TASK DESCRIPTION - Where does the word "minutes" appear in the data? Copy every line that holds it.

MATERIAL TO PROCESS -
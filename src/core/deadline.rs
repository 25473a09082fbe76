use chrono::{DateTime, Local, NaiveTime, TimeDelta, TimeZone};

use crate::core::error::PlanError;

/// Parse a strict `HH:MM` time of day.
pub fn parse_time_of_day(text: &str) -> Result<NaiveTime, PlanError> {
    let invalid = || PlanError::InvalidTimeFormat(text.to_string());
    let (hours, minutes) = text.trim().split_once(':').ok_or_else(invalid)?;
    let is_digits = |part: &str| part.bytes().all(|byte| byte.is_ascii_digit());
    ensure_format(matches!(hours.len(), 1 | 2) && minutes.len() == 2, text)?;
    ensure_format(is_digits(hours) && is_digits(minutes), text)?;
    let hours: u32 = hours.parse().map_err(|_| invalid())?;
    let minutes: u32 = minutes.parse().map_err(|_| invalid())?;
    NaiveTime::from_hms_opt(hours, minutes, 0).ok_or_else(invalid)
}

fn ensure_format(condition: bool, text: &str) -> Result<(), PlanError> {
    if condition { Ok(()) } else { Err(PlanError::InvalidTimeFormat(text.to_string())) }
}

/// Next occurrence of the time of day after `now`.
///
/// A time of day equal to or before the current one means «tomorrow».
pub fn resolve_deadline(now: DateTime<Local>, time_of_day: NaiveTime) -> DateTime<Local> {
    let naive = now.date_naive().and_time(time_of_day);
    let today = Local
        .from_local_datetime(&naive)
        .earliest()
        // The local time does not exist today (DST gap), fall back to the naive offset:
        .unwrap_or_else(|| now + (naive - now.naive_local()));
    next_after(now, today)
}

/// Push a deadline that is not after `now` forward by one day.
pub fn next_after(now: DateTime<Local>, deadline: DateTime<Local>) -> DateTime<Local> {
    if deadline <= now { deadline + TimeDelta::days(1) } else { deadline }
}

==

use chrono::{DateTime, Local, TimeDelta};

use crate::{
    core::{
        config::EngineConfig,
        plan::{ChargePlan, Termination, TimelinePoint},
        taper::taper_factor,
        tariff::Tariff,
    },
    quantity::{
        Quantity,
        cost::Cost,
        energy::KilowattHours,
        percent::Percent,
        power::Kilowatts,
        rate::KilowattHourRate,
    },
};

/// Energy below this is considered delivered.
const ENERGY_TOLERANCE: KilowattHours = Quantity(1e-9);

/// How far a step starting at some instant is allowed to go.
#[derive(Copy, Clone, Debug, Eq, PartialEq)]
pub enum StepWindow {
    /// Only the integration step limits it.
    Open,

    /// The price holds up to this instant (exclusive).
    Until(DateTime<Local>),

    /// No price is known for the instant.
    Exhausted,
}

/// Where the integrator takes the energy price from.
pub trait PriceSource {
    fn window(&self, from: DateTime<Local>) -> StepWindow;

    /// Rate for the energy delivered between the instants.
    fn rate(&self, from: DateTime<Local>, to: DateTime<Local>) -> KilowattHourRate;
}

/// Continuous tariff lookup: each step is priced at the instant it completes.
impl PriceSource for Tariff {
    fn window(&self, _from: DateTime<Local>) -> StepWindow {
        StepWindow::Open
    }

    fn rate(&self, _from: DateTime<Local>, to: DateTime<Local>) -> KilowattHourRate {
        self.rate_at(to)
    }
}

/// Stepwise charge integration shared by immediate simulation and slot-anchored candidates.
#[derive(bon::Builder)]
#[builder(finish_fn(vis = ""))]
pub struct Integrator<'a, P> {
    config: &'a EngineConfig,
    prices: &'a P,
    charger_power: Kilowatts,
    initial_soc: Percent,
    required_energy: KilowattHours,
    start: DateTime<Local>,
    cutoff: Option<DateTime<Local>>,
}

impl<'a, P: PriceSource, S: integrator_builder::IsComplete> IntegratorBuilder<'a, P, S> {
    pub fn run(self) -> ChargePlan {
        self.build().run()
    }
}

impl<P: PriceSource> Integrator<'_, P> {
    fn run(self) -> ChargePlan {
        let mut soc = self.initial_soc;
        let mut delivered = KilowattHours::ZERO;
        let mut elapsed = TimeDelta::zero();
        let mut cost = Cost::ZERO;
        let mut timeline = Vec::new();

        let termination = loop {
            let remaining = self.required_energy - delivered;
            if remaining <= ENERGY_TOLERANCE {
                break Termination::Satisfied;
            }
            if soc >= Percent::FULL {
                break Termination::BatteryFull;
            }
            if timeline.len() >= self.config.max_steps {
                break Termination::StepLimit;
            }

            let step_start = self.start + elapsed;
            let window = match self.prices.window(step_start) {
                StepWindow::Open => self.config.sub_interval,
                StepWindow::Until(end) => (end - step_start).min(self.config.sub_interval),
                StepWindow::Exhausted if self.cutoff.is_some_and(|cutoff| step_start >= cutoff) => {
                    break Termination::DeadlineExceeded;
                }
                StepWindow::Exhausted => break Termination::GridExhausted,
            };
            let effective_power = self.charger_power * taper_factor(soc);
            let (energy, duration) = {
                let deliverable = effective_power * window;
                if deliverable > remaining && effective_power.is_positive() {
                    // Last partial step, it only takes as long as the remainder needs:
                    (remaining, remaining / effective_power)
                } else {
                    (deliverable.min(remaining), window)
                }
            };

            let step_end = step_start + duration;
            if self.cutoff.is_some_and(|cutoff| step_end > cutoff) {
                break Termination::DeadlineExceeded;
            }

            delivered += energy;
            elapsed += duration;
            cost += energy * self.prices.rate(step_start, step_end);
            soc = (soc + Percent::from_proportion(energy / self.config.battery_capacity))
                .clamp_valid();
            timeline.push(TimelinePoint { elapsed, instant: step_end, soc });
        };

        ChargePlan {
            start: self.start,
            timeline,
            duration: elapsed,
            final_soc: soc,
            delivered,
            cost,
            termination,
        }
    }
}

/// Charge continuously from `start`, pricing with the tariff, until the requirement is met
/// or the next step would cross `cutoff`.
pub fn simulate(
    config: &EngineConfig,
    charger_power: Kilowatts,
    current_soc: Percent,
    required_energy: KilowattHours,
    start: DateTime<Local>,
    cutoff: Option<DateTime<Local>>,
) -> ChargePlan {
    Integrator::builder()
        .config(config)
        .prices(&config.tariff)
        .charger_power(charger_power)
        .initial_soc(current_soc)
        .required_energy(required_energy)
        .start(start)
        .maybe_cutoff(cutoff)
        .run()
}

TASK OUTPUT -
    let (hours, minutes) = text.trim().split_once(':').ok_or_else(invalid)?;
    ensure_format(matches!(hours.len(), 1 | 2) && minutes.len() == 2, text)?;
    ensure_format(is_digits(hours) && is_digits(minutes), text)?;
    let minutes: u32 = minutes.parse().map_err(|_| invalid())?;
    NaiveTime::from_hms_opt(hours, minutes, 0).ok_or_else(invalid)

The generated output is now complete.